Homo Sapiens 1900
Directed byPeter Cohen
Release date
  • 30 October 1998 (1998-10-30)
Running time
88 minutes
CountrySweden
LanguageEnglish

Homo Sapiens 1900 is a 1998 Swedish documentary film directed by Peter Cohen, about various eugenics methods that were in practice in Europe during the first part of the 20th century.

Synopsis

Eugenics is to be the scientific credo of the 20th century. The man credited with its invention, Francis Galton, says it is based on the concept that the evolution of man is crippled by the ill-conceived - those unfit to breed. The study of eugenics thus would concern itself with distinguishing the weed from the good flowers.

Eugenics offers two approaches: positive eugenics, and negative eugenics. Positive eugenics aims towards creating better humans by careful mating, based on one's genetic makeup. Negative eugenics, on the other hand, seeks to prevent those deemed inferior from reproducing, and thus not impeding man's evolution.

In the United States

The documentary begins with a clipping of a 1916 American movie that trumpets the creed of eugenics. In The Black Stork, the lead character, physician Harry Haiselden playing himself, refuses to give a newborn, mildly deformed baby a life-saving operation (or, instead, makes the operation fatal). 'There are times when saving a life is a greater crime than taking one', he proclaims. It soon transpires that The Black Stork's climactic scene was, far from being merely fiction, actually a re-enactment of one of Dr. Haiselden's real-life cases,[1] where he let a baby die because he considered the deformed baby to be a burden on society.

Charles Davenport is credited with being the founder of the eugenics movement in the United States. He founds the Eugenics Record Office on Long Island, the purpose being to create a nationwide eugenics register. He trains field workers to visit poor houses, prisons and mental institutions to document, and eventually eliminate through negative eugenics, inferior hereditary characteristics. To justify an aggressive campaign against blacks and immigrants, the eugenics movement used the concept of racial degeneration.

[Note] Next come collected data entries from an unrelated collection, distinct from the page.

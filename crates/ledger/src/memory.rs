//! In-memory ledger - reference implementation of [`LedgerAccessor`]
//!
//! Keeps per-actor outgoing and per-counterparty incoming indexes, both
//! ordered by timestamp. Suitable for tests and single-node deployments;
//! production callers wrap their own store behind the same trait.

use std::collections::{HashMap, HashSet};
use std::sync::RwLock;

use chrono::{DateTime, Utc};

use reliefguard_core::Transaction;

use crate::accessor::LedgerAccessor;
use crate::error::{LedgerError, LedgerResult};

#[derive(Default)]
struct Indexes {
    /// actor_id -> outgoing transactions, ascending by timestamp
    by_actor: HashMap<String, Vec<Transaction>>,
    /// counterparty_id -> incoming transactions, ascending by timestamp
    by_counterparty: HashMap<String, Vec<Transaction>>,
    /// all admitted ids, for duplicate-id rejection
    ids: HashSet<String>,
}

/// Thread-safe in-memory ledger
#[derive(Default)]
pub struct InMemoryLedger {
    inner: RwLock<Indexes>,
    /// When set, history reads fail - used to exercise degraded evaluation
    unavailable: RwLock<bool>,
}

impl InMemoryLedger {
    /// Create an empty ledger
    pub fn new() -> Self {
        Self::default()
    }

    /// Toggle simulated unavailability (for degraded-mode tests)
    pub fn set_unavailable(&self, unavailable: bool) {
        *self.unavailable.write().expect("ledger lock poisoned") = unavailable;
    }

    /// Number of admitted transactions
    pub fn len(&self) -> usize {
        self.inner.read().expect("ledger lock poisoned").ids.len()
    }

    /// True if no transactions have been admitted
    pub fn is_empty(&self) -> bool {
        self.len() == 0
    }

    fn check_available(&self) -> LedgerResult<()> {
        if *self.unavailable.read().expect("ledger lock poisoned") {
            Err(LedgerError::Unavailable("in-memory ledger offline".into()))
        } else {
            Ok(())
        }
    }
}

fn insert_sorted(list: &mut Vec<Transaction>, tx: Transaction) {
    let idx = list.partition_point(|t| t.timestamp <= tx.timestamp);
    list.insert(idx, tx);
}

impl LedgerAccessor for InMemoryLedger {
    fn history(&self, actor_id: &str, since: DateTime<Utc>) -> LedgerResult<Vec<Transaction>> {
        self.check_available()?;
        let inner = self.inner.read().expect("ledger lock poisoned");
        Ok(inner
            .by_actor
            .get(actor_id)
            .map(|txs| {
                txs.iter()
                    .filter(|t| t.timestamp >= since)
                    .cloned()
                    .collect()
            })
            .unwrap_or_default())
    }

    fn received_history(
        &self,
        counterparty_id: &str,
        since: DateTime<Utc>,
    ) -> LedgerResult<Vec<Transaction>> {
        self.check_available()?;
        let inner = self.inner.read().expect("ledger lock poisoned");
        Ok(inner
            .by_counterparty
            .get(counterparty_id)
            .map(|txs| {
                txs.iter()
                    .filter(|t| t.timestamp >= since)
                    .cloned()
                    .collect()
            })
            .unwrap_or_default())
    }

    fn record(&self, tx: Transaction) -> LedgerResult<()> {
        let mut inner = self.inner.write().expect("ledger lock poisoned");
        if inner.ids.contains(&tx.id) {
            return Err(LedgerError::DuplicateId(tx.id));
        }
        inner.ids.insert(tx.id.clone());
        insert_sorted(
            inner.by_counterparty.entry(tx.counterparty_id.clone()).or_default(),
            tx.clone(),
        );
        insert_sorted(inner.by_actor.entry(tx.actor_id.clone()).or_default(), tx);
        tracing::debug!(total = inner.ids.len(), "Transaction admitted to ledger");
        Ok(())
    }
}
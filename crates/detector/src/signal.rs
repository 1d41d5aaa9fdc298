//! Signal vocabulary - patterns, severities, flags and warnings
//!
//! A `Flag` is a hard fraud-pattern signal that contributes to blocking
//! decisions. A `Warning` is a soft signal retained for audit/monitoring
//! visibility and never blocks.

use chrono::{DateTime, Utc};
use serde::{Deserialize, Serialize};
use serde_json::Value;
use std::cmp::Ordering;
use strum_macros::{Display, EnumString};

/// Known fraud patterns
#[derive(
    Debug, Clone, Copy, PartialEq, Eq, Hash, Serialize, Deserialize, Display, EnumString,
)]
#[serde(rename_all = "snake_case")]
#[strum(serialize_all = "snake_case")]
pub enum Pattern {
    /// Same actor, same counterparty, same amount within a short window
    DuplicateTransaction,
    /// Single amount above the per-transaction cap
    ExcessiveAmount,
    /// Too many transactions within a short window
    RapidSuccession,
    /// Trailing-24h spend above the daily cap
    ExcessiveDailySpending,
    /// Transaction inside the flagged time band
    SuspiciousTiming,
    /// Counterparty concentration ratio above threshold
    UnusualVendorPattern,
    /// Counterparty's trailing-24h received total above cap
    VendorExcessiveDaily,
    /// Trailing-1h transaction count above cap
    MaxTransactionsPerHour,
}

/// Flag severity - ordered from lowest to highest
#[derive(
    Debug, Clone, Copy, PartialEq, Eq, Hash, Serialize, Deserialize, Display, EnumString,
)]
#[serde(rename_all = "snake_case")]
#[strum(serialize_all = "snake_case")]
pub enum Severity {
    Low = 1,
    Medium = 2,
    High = 3,
}

impl PartialOrd for Severity {
    fn partial_cmp(&self, other: &Self) -> Option<Ordering> {
        Some(self.cmp(other))
    }
}

impl Ord for Severity {
    fn cmp(&self, other: &Self) -> Ordering {
        (*self as u8).cmp(&(*other as u8))
    }
}

/// A hard fraud-pattern signal
///
/// Produced fresh per evaluation and attached to the evaluation result -
/// never persisted standalone.
#[derive(Debug, Clone, PartialEq, Eq, Serialize, Deserialize)]
pub struct Flag {
    pub pattern: Pattern,
    pub severity: Severity,
    /// Structured data supporting the flag
    pub evidence: Value,
    pub detected_at: DateTime<Utc>,
}

impl Flag {
    /// Create a flag detected now
    pub fn new(pattern: Pattern, severity: Severity, evidence: Value) -> Self {
        Self {
            pattern,
            severity,
            evidence,
            detected_at: Utc::now(),
        }
    }

    pub fn is_high(&self) -> bool {
        self.severity == Severity::High
    }
}

/// A soft signal - implicitly below `low` severity, never blocking
#[derive(Debug, Clone, PartialEq, Eq, Serialize, Deserialize)]
pub struct Warning {
    pub pattern: Pattern,
    pub note: String,
    pub evidence: Value,
    pub detected_at: DateTime<Utc>,
}

impl Warning {
    /// Create a warning detected now
    pub fn new(pattern: Pattern, note: impl Into<String>, evidence: Value) -> Self {
        Self {
            pattern,
            note: note.into(),
            evidence,
            detected_at: Utc::now(),
        }
    }
}
//! Case manager errors

use thiserror::Error;

use crate::report::ReportStatus;

/// Errors from the case manager
#[derive(Debug, Error)]
pub enum CaseError {
    #[error("Report not found: {0}")]
    ReportNotFound(String),

    #[error("Invalid state transition: {from} -> {to}")]
    InvalidStateTransition {
        from: ReportStatus,
        to: ReportStatus,
    },

    #[error("User {0} lacks the required capability")]
    NotAuthorized(String),

    #[error("Missing required field: {0}")]
    MissingField(&'static str),

    #[error("Escalation not allowed: {0}")]
    EscalationNotAllowed(String),

    #[error("Report is not open for investigation updates (status: {0})")]
    NotOpenForUpdate(ReportStatus),
}

/// Result type for case operations
pub type CaseResult<T> = Result<T, CaseError>;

The world's first compulsory sterilization laws are passed in 1907. Shortly thereafter, over 20 states pass similar laws. Tens of thousands are sterilized in the process.

In Sweden

During the 1920s and 1930s, Sweden becomes a progressive welfare state, and within that period, the doctrine of racial hygiene is gradually implemented in the state's policy. In 1922, the world's first government institute on race biology, The Institute of Race Biology, is established. In 1934, parliament passes non-compulsory sterilization laws similar to that of the United States and Nazi-Germany. Unlike the two aforementioned countries, where sterilization was compulsory, in Sweden a 'democratic approach' is pursued, under the motto of 'opposition shall be overcome through persuasion'.

The German and Swedish implementation of eugenics was bound by a common thread: a profound pride in their Nordic bloodline, and their belief that other ethnic groups were inherently inferior, and those groups should be prevented from interbreeding with the superior one. Hence, negative eugenics was the only logical outcome of Sweden's adoption of eugenics. In pursuit of establishing both positive and negative heritage, a comprehensive study was done on the Swedish population. Towns, parishes, prisons and correctional institutions were visited, and photographs and physical measurements of each person taken.

In the Soviet Union

The development of racial hygiene and eugenics was beset by problems from the very onset in the Soviet Union. The reason was that Mendel's theory on heredity was ideologically incompatible with the Soviet state, where human beings were regarded as being completely malleable through social engineering and education.

After Lenin's death in 1924, German neurologist Oskar Vogt was requested to study Lenin's brain.[2] He established the Brain Research Institute in Moscow. One of its tasks was to collect all the brains of deceased, highly talented/intellectual Soviet individuals, with Lenin as its first specimen. By safeguarding the brains of the best and brightest for research purposes, these scientists hoped to map out and gain a full understanding of the brain.

In Germany/Nazi Germany

Germany's first institute of race biology, the Kaiser Wilhelm Institute for Anthropology, Human Heredity and Eugenics, opens in 1927 in Berlin. The Institute's chairman, Eugen Fischer, says its task is to 'investigate the connection between heredity, environment and crossbreeding, and to promote social measures which benefit racially sound individuals'. Though genetics research is gradually beginning to challenge some of the claims made by racial hygiene theories, the Kaiser Wilhelm Institute reduces 'genetics' to just another 'auxiliary science' subordinate to eugenics. With the passing of forced sterilization laws, thousands of Germans with various disabilities are sterilized. Eventually, this is followed by extermination.